09 avril 2015
Carnet / Des mondes emboîtés
La bise qui a rincé le ciel depuis le soir de Pâques est tombée. Malgré le grand soleil qui entre partout dans la maison et la chauffe toute la journée, on ne peut pas encore se passer d’une flambée au crépuscule. J’ai grignoté du chocolat et fumé des cigares une bonne partie de l’après-midi sans écrire une ligne.
L’idée que nous ne vivons pas dans un univers homogène mais dans plusieurs mondes emboîtés les uns dans les autres me fatigue au lieu de m'inspirer.
Autour du petit mont derrière chez moi, des couples de buses variables chassent en vol stationnaire puis s’élancent au-dessus des grands frênes aux troncs nus et moirés.
L'autre jour dans la grande prairie en contrebas de la maison, alors qu'il faisait encore gris, des chevreuils se sont approchés. Malgré la distance, la chatte Linette les a repérés, oreilles dressées et regard inquiet.
Rapide descente à Oyonnax pour quelques courses peu fructueuses alors que je sais très bien qu’il me faut désormais aller à Bourg ou à Lyon pour effectuer des achats qui n’ont rien d’extraordinaire tant le choix se restreint localement.
Plus cette bourgade affiche son avidité de reconnaissance médiatique, plus elle s’enfonce inexorablement dans le déclin et la perte d’identité. Le seul moment de la journée où ce voile se dissipe un peu et où la ville tente de revivre normalement est la matinée.

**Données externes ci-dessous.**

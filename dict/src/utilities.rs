use std::io::{self, BufRead, Write};

/// Prompts on stderr and reads one line from stdin. `None` once stdin is closed.
pub fn input(prompt: &str) -> io::Result<Option<String>> {
    input_from(&mut io::stdin().lock(), &mut io::stderr(), prompt)
}

fn input_from(
    reader: &mut impl BufRead,
    prompt_out: &mut impl Write,
    prompt: &str,
) -> io::Result<Option<String>> {
    let mut line = String::new();
    write!(prompt_out, "{prompt}")?;
    prompt_out.flush()?;
    if reader.read_line(&mut line)? == 0 {
        return Ok(None);
    }
    Ok(Some(line))
}

pub fn str_to_bool(str: &str) -> Option<bool> {
    match &str.trim().to_ascii_lowercase()[..] {
        "y" | "yes" | "yeah" | "yea" | "true" | "on" | "1" => Some(true),
        "n" | "no" | "nope" | "false" | "off" | "0" => Some(false),
        _ => None,
    }
}
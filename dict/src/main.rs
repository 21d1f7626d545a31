use clap::Parser;
use commands::{parse_command, Command};
use config::Config;
use dictionary::{Dictionary, DictionaryError};
use render::{print_not_found, print_page, OutputFormat};
use tracing_subscriber::EnvFilter;
use utilities::input;

mod commands;
mod config;
mod render;
mod utilities;

/// Looks up English words and shows their definitions grouped by part of speech.
#[derive(Parser, Debug)]
#[command(name = "dict")]
struct Args {
    /// Words to look up. Starts an interactive prompt when none are given.
    words: Vec<String>,

    /// Print every result as one JSON line.
    #[arg(long)]
    json: bool,

    /// Base url of the dictionary api. Overrides DICTIONARY_API_URL.
    #[arg(long)]
    api_url: Option<String>,
}

#[tokio::main]
async fn main() -> anyhow::Result<()> {
    init_tracing();
    let args = Args::parse();
    let config = Config::new().with_overrides(args.api_url, args.json);
    let format = if config.json {
        OutputFormat::Json
    } else {
        OutputFormat::Text
    };

    let dict = Dictionary::with_base_url(&config.api_url)?;
    if args.words.is_empty() {
        return prompt(&dict, format).await;
    }

    let mut failures = 0;
    for word in &args.words {
        if let Err(error) = define_word(&dict, word, format).await {
            tracing::error!(word = %word, "lookup failed: {error:#}");
            failures += 1;
        }
    }
    if failures > 0 {
        anyhow::bail!("{failures} of {} lookups failed", args.words.len());
    }
    Ok(())
}

fn init_tracing() {
    let filter = EnvFilter::try_from_default_env().unwrap_or_else(|_| EnvFilter::new("warn"));
    tracing_subscriber::fmt()
        .with_env_filter(filter)
        .with_writer(std::io::stderr)
        .init();
}

async fn prompt(dict: &Dictionary, format: OutputFormat) -> anyhow::Result<()> {
    while let Some(line) = input(">> ")? {
        match parse_command(&line) {
            Command::Exit => break,
            Command::Empty => {}
            Command::Define(word) => {
                if let Err(error) = define_word(dict, &word, format).await {
                    println!("Encountered an error while searching for {word:?}: {error:#}");
                }
            }
        }
    }
    Ok(())
}

async fn define_word(dict: &Dictionary, word: &str, format: OutputFormat) -> anyhow::Result<()> {
    match dict.lookup(word).await {
        Ok(page) => print_page(&page, format)?,
        Err(DictionaryError::NotFound(not_found)) => print_not_found(word, &not_found, format),
        Err(other) => return Err(other.into()),
    }
    Ok(())
}
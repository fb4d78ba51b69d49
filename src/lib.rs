//! Wordle Guard
//!
//! Live validation of an in-progress Wordle guess against the board's
//! revealed judgements: letters ruled out, letters confirmed in place,
//! and letters known to belong somewhere else.
//!
//! # Quick Start
//!
//! ```rust
//! use wordle_guard::engine::Monitor;
//! use wordle_guard::state::{MemoryStore, STATE_KEY};
//!
//! let mut store = MemoryStore::new();
//! store.insert(
//!     STATE_KEY,
//!     r#"{
//!         "boardState": ["crane"],
//!         "evaluations": [["absent", "present", "absent", "absent", "correct"]]
//!     }"#,
//! );
//!
//! // C was judged absent: typing it again is flagged immediately
//! let mut monitor = Monitor::new(store);
//! let violations = monitor.handle_key(b'C');
//! assert_eq!(violations.len(), 1);
//! ```

// Core domain types
pub mod core;

// Persisted state boundary
pub mod state;

// Constraint rules
pub mod rules;

// Violation reporting
pub mod report;

// Keystroke orchestration
pub mod engine;

// Command implementations
pub mod commands;

// Terminal output formatting
pub mod output;

// Interactive watch mode
pub mod interactive;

Avant midi, j’ai pris un moment pour écouter The Quest (La Conquête), un ballet de Sir William Walton, mais je n’ai pas encore assez mémorisé l’enregistrement récemment acquis de cette œuvre pour pouvoir me la rejouer en pensée ainsi que j’en ai l’habitude pour toute nouvelle musique découverte.
En fin de soirée à la télévision, documentaire lourdement anecdotique sur John Irving, un écrivain que j’ai peu lu (juste un recueil de nouvelles qui ne m’a laissé aucun souvenir). Après avoir vu le film tiré de son livre le plus connu, Le Monde selon Garp, j’ai essayé de lire le roman mais il m’est tombé des mains à cause de sa profusion.
Quant au documentaire, on y voit un Irving cabotin, pathétique lorsqu’il se met en scène en suant sous l’effort du saut à la corde et du jogging d’appartement, et, cerise sur le gâteau, lorsqu’il insiste sur sa pratique de la lutte, un des sports les plus répugnants à regarder que je connaisse.
Encore debout après 2h du matin et pas vraiment envie d’aller me coucher. Par la fenêtre, je viens de voir le renard se faufiler le long de la haie. Quelle perception du monde tous ces animaux qui vivent autour de la maison peuvent-ils bien avoir ? Ont-ils des sentiments ? Et s’ils n’en ont pas ou peu, comme je les envie, parfois.
03:18 Publié dans carnet | Lien permanent | Commentaires (3) | Tags : bise, pâques, chocolat, cigare, monde, univers, animaux, buse, chevreuil, chat, buse variable, renard, oyonnax, bourg en bresse, lyon, ain, rhône, jura, rhône alpes, bugey, haut bugey, sir william walton, the quest, cd chandos, musique anglaise, compositeur britannique, conquête, john irving, le monde selon garp, littérature, roman, écrivain, romancier, best seller, sentiment, campagne, haie, sport, lutte, blog littéraire de christian cottet-emard, carnet, note, journal, autobiographie, prairie journal, christian cottet-emard, insomnie
28 mars 2015
Carnet / Petites et grandes lectures
Je sais que je dois veiller à ne pas limiter ces carnets au commentaire à chaud de l’actualité mais parfois la tentation est forte, comme ces derniers jours où les présentateurs de tous les journaux télévisés, sans exception, insistent lourdement sur le fait que le copilote présumé responsable de la destruction volontaire de l’avion A320 dans les Alpes mardi était sportif, ce qui, dans l’imaginaire collectif, est censé souligner l’étrangeté de son geste.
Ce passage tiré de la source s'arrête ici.